A decision to benefit all

Posted

To the Editor:

The Providence Journal Op-Ed page of May 4 draws attention to the recent Cranston public employee pension legislation supported by both the mayor and the City Council members, Republicans as well as Democrats. The legislation reduces promised payments to a defined few retirees with the reasonable expectation of significant improvement in the overall financial stability of the pension fund for the benefit of many, many more of Cranston’s public safety employees. “Kudos for Cranston” reads the Pro-Jo editorial tag line.

But Cranston’s City Council is also most deserving of kudos for another recent legislative enactment. On Thursday, May 2, the Cranston City Council unanimously rejected a proposed housing development in western Cranston that would have jammed l92 apartments into a semi-rural neighborhood with a rich historic heritage sprinkled with single-family homes.

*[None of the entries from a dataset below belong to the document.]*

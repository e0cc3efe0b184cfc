//! Tests for execution logging and the job runner.

use std::sync::Arc;

use chrono::{Duration, TimeZone, Utc};

use cronwheel_core::Frequency;

use super::*;
use crate::clock::ManualClock;
use crate::definition::{ExecutionStatus, JobDefinition};
use crate::queue::MemoryWorkQueue;
use crate::registry::MemoryJobRegistry;
use crate::runnable::StaticRunnableRegistry;
use crate::{DueChecker, SchedulerConfig};

fn t0() -> chrono::DateTime<Utc> {
    Utc.with_ymd_and_hms(2024, 3, 10, 10, 0, 0).unwrap()
}

struct Harness {
    registry: Arc<MemoryJobRegistry>,
    logger: ExecutionLogger,
}

fn harness() -> Harness {
    let registry = Arc::new(MemoryJobRegistry::new());
    let clock = Arc::new(ManualClock::new(t0()));
    let logger = ExecutionLogger::new(registry.clone(), clock);
    Harness { registry, logger }
}

fn runner_with(
    registry: Arc<MemoryJobRegistry>,
    clock: Arc<ManualClock>,
    runnables: StaticRunnableRegistry,
    maintenance: MaintenanceFlag,
) -> JobRunner {
    let logger = ExecutionLogger::new(registry.clone(), clock.clone());
    JobRunner::new(registry, Arc::new(runnables), logger, maintenance)
}

#[tokio::test]
async fn test_on_start_advances_last_execution_without_logging() {
    let h = harness();
    // Continuous jobs skip record creation but still advance the anchor.
    let mut job = JobDefinition::new("ticks.process", Frequency::All, t0() - Duration::days(1));
    h.registry.insert(&job).await.unwrap();
    assert!(!job.logging_enabled);

    h.logger.on_start(&mut job).await.unwrap();

    let stored = h.registry.get(&job.identifier).await.unwrap().unwrap();
    assert_eq!(stored.last_execution, Some(t0()));
    assert!(h
        .registry
        .records_for(&job.identifier)
        .await
        .unwrap()
        .is_empty());
}

#[tokio::test]
async fn test_start_complete_transition() {
    let h = harness();
    let mut job = JobDefinition::new("reports.digest", Frequency::Daily, t0() - Duration::days(1));
    h.registry.insert(&job).await.unwrap();

    h.logger.on_start(&mut job).await.unwrap();
    let records = h.registry.records_for(&job.identifier).await.unwrap();
    assert_eq!(records.len(), 1);
    assert_eq!(records[0].status, ExecutionStatus::Start);

    h.logger
        .on_complete(&job, Some("fetched 42 rows".to_string()))
        .await
        .unwrap();
    let records = h.registry.records_for(&job.identifier).await.unwrap();
    assert_eq!(records[0].status, ExecutionStatus::Complete);
    assert_eq!(records[0].debug_trace.as_deref(), Some("fetched 42 rows"));
    assert!(records[0].diagnostic_text.is_none());
}

#[tokio::test]
async fn test_start_failed_transition_captures_diagnostic() {
    let h = harness();
    let mut job = JobDefinition::new("billing.rollover", Frequency::Daily, t0() - Duration::days(1));
    h.registry.insert(&job).await.unwrap();

    h.logger.on_start(&mut job).await.unwrap();
    h.logger.on_failed(&job, "ledger out of balance").await.unwrap();

    let records = h.registry.records_for(&job.identifier).await.unwrap();
    assert_eq!(records[0].status, ExecutionStatus::Failed);
    assert_eq!(
        records[0].diagnostic_text.as_deref(),
        Some("ledger out of balance")
    );
}

#[tokio::test]
async fn test_runner_completes_job() {
    let registry = Arc::new(MemoryJobRegistry::new());
    let clock = Arc::new(ManualClock::new(t0()));
    let job = JobDefinition::new("reports.digest", Frequency::Daily, t0() - Duration::days(1));
    registry.insert(&job).await.unwrap();

    let mut runnables = StaticRunnableRegistry::new();
    runnables.register_fn("reports.digest", || async { Ok(()) });
    let runner = runner_with(registry.clone(), clock, runnables, MaintenanceFlag::new());

    let outcome = runner.run(&job.identifier).await.unwrap();
    assert_eq!(outcome, RunOutcome::Completed);

    let stored = registry.get(&job.identifier).await.unwrap().unwrap();
    assert_eq!(stored.last_execution, Some(t0()));
    let records = registry.records_for(&job.identifier).await.unwrap();
    assert_eq!(records[0].status, ExecutionStatus::Complete);
}

#[tokio::test]
async fn test_runner_captures_failure_without_propagating() {
    let registry = Arc::new(MemoryJobRegistry::new());
    let clock = Arc::new(ManualClock::new(t0()));
    let job = JobDefinition::new("billing.rollover", Frequency::Hourly, t0() - Duration::days(1));
    registry.insert(&job).await.unwrap();

    let mut runnables = StaticRunnableRegistry::new();
    runnables.register_fn("billing.rollover", || async {
        Err("ledger out of balance".to_string())
    });
    let runner = runner_with(registry.clone(), clock, runnables, MaintenanceFlag::new());

    let outcome = runner.run(&job.identifier).await.unwrap();
    assert_eq!(
        outcome,
        RunOutcome::Failed {
            diagnostic: "ledger out of balance".to_string()
        }
    );

    // last_execution advanced at Start despite the failure.
    let stored = registry.get(&job.identifier).await.unwrap().unwrap();
    assert_eq!(stored.last_execution, Some(t0()));
}

#[tokio::test]
async fn test_failure_does_not_block_rescheduling() {
    let registry = Arc::new(MemoryJobRegistry::new());
    let clock = Arc::new(ManualClock::new(t0()));
    let job = JobDefinition::new("billing.rollover", Frequency::Hourly, t0() - Duration::days(1));
    registry.insert(&job).await.unwrap();

    let mut runnables = StaticRunnableRegistry::new();
    runnables.register_fn("billing.rollover", || async { Err("boom".to_string()) });
    let runner = runner_with(
        registry.clone(),
        clock.clone(),
        runnables,
        MaintenanceFlag::new(),
    );
    runner.run(&job.identifier).await.unwrap();

    let checker = DueChecker::new(
        registry.clone(),
        Arc::new(MemoryWorkQueue::new()),
        clock.clone(),
        "tenant-a",
        SchedulerConfig::default(),
    );
    let stored = registry.get(&job.identifier).await.unwrap().unwrap();

    // Not due right after the failed attempt...
    assert!(!checker.is_due(&stored, t0() + Duration::minutes(5)).unwrap());
    // ...but due again once the next cron boundary passes.
    assert!(checker.is_due(&stored, t0() + Duration::minutes(61)).unwrap());
}

#[tokio::test]
async fn test_maintenance_mode_refuses_execution() {
    let registry = Arc::new(MemoryJobRegistry::new());
    let clock = Arc::new(ManualClock::new(t0()));
    let job = JobDefinition::new("reports.digest", Frequency::Daily, t0() - Duration::days(1));
    registry.insert(&job).await.unwrap();

    let mut runnables = StaticRunnableRegistry::new();
    runnables.register_fn("reports.digest", || async { Ok(()) });
    let maintenance = MaintenanceFlag::new();
    maintenance.enter();
    let runner = runner_with(registry.clone(), clock, runnables, maintenance.clone());

    assert!(matches!(
        runner.run(&job.identifier).await,
        Err(SchedulerError::MaintenanceMode)
    ));

    // Refused before any state change.
    let stored = registry.get(&job.identifier).await.unwrap().unwrap();
    assert!(stored.last_execution.is_none());

    maintenance.leave();
    assert_eq!(runner.run(&job.identifier).await.unwrap(), RunOutcome::Completed);
}

#[tokio::test]
async fn test_unresolved_runnable_is_an_error() {
    let registry = Arc::new(MemoryJobRegistry::new());
    let clock = Arc::new(ManualClock::new(t0()));
    let job = JobDefinition::new("ghost.method", Frequency::Daily, t0());
    registry.insert(&job).await.unwrap();

    let runner = runner_with(
        registry,
        clock,
        StaticRunnableRegistry::new(),
        MaintenanceFlag::new(),
    );
    assert!(matches!(
        runner.run(&job.identifier).await,
        Err(SchedulerError::UnresolvedRunnable(_))
    ));
}

#[tokio::test]
async fn test_unknown_job_is_not_found() {
    let runner = runner_with(
        Arc::new(MemoryJobRegistry::new()),
        Arc::new(ManualClock::new(t0())),
        StaticRunnableRegistry::new(),
        MaintenanceFlag::new(),
    );
    assert!(matches!(
        runner.run("nope").await,
        Err(SchedulerError::JobNotFound(_))
    ));
}

#[test]
fn test_maintenance_flag_round_trip() {
    let flag = MaintenanceFlag::new();
    assert!(!flag.active());
    flag.enter();
    assert!(flag.active());
    flag.leave();
    assert!(!flag.active());
}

The 9-0 council vote to defeat this housing proposal is very closely akin to the council’s efforts to strengthen Cranston’s pension fund. In the first instance, the council recognized the need to pass a measure to buttress a financially ailing pension fund for all public safety employees, which unfortunately will impose short-term consequences upon a few. This measure will benefit all of the taxpayers and residents of Cranston.

In the case of the housing development – named The Lodges at Phenix Glen – the City Council recognized the economic distress that this proposal would have imposed on Cranston’s municipal services and the overwhelming impact it would have had on the quality of life for all of the residents of western Cranston and the obvious and ultimate negative impact this would have on the neighborhood’s property values with consequent reduction in property taxes needed to support all of the city’s municipal services.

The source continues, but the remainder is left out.